------ Records for processing ------

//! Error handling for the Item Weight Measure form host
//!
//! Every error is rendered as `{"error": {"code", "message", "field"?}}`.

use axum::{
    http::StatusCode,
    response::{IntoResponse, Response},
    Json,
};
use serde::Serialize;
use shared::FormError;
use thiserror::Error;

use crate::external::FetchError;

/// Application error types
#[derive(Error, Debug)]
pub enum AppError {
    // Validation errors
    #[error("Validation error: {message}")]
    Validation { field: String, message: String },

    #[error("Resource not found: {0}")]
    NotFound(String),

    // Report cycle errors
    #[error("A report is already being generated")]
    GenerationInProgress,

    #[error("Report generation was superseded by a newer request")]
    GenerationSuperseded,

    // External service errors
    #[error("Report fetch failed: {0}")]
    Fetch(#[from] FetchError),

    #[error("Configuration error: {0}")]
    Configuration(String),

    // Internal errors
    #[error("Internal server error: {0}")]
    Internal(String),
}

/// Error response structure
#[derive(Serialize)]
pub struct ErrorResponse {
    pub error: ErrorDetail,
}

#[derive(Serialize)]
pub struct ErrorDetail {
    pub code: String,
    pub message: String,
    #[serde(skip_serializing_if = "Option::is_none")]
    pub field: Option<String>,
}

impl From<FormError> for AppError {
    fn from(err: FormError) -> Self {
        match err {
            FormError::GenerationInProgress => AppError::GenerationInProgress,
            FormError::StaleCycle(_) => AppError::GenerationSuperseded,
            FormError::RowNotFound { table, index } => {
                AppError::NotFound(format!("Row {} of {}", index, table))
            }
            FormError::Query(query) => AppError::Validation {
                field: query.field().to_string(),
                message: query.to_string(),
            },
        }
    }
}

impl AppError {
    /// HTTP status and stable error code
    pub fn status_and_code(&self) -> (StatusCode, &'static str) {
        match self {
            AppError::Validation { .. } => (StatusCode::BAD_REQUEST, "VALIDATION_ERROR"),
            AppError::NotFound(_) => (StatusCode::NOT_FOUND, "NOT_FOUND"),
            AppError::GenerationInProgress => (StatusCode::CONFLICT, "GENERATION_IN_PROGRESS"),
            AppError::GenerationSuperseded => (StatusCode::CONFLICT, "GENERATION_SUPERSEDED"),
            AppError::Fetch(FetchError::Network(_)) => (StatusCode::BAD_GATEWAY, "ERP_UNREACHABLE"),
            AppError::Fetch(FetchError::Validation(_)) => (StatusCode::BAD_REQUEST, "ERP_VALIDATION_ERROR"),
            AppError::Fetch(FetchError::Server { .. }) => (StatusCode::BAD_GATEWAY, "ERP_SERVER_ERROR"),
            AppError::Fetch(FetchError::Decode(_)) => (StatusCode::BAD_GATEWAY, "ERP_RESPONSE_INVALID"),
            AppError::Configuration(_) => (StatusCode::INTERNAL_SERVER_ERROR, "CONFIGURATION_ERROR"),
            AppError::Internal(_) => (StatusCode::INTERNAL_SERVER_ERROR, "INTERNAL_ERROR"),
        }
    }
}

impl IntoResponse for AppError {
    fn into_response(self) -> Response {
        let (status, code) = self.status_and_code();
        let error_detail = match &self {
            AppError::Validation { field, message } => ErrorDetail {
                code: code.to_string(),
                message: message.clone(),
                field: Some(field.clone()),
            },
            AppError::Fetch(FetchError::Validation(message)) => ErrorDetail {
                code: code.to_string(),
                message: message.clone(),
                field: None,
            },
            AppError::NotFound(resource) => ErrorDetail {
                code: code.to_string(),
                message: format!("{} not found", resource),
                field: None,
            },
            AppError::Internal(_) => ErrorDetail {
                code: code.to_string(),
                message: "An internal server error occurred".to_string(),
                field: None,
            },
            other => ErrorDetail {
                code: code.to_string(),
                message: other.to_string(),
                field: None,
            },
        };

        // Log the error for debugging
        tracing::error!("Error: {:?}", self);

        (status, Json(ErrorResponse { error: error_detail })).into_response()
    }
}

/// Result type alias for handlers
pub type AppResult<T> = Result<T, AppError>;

------
------ Records for processing ------

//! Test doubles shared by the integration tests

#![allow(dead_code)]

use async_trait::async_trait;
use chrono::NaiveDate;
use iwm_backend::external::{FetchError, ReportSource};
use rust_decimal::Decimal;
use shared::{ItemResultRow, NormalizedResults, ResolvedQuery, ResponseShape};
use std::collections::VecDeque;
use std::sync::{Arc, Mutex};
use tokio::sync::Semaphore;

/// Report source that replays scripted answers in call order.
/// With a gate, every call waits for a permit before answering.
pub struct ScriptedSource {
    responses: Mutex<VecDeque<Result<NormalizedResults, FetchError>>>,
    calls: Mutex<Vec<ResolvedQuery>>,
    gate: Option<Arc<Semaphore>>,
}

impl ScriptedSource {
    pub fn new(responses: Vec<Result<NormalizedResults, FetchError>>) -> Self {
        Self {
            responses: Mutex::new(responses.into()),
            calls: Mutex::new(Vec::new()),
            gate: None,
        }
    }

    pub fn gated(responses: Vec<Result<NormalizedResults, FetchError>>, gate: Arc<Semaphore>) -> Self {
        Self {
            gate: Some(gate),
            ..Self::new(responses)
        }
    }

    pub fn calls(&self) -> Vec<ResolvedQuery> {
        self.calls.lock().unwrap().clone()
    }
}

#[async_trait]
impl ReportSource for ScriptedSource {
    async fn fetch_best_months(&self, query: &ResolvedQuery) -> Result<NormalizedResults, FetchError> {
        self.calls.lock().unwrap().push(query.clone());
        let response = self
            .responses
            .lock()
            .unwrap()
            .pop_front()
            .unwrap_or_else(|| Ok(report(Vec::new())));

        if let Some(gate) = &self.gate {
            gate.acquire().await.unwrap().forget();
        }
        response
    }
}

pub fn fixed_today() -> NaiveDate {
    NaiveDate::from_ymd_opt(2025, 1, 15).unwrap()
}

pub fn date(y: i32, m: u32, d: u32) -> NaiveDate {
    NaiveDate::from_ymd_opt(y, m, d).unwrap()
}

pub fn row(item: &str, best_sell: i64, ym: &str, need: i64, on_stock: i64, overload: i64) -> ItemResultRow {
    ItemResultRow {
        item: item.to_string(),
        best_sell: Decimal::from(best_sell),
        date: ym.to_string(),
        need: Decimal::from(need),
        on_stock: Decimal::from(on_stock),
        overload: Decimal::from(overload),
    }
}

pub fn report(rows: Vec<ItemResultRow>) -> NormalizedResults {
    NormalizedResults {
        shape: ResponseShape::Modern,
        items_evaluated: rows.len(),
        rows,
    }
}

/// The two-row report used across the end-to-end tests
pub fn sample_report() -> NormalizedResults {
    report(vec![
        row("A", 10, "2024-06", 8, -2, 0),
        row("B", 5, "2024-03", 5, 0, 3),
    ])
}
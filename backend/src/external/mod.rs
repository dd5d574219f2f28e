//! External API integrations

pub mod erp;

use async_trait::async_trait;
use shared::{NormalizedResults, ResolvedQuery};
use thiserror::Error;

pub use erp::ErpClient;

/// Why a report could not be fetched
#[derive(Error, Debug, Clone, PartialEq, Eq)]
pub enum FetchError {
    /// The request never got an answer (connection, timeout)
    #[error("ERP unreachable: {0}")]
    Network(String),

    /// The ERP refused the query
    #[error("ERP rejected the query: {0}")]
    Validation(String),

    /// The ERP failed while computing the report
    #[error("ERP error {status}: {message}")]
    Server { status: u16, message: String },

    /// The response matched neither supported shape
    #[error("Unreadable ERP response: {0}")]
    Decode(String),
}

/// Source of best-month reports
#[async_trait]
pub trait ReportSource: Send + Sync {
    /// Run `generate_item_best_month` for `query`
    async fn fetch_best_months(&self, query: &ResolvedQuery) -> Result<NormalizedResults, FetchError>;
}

------

Aim of the exercise: Return every line holding the word "ReportSource" from the records.

Solution below:
use iwm_backend::external::{FetchError, ReportSource};
impl ReportSource for ScriptedSource {
pub trait ReportSource: Send + Sync {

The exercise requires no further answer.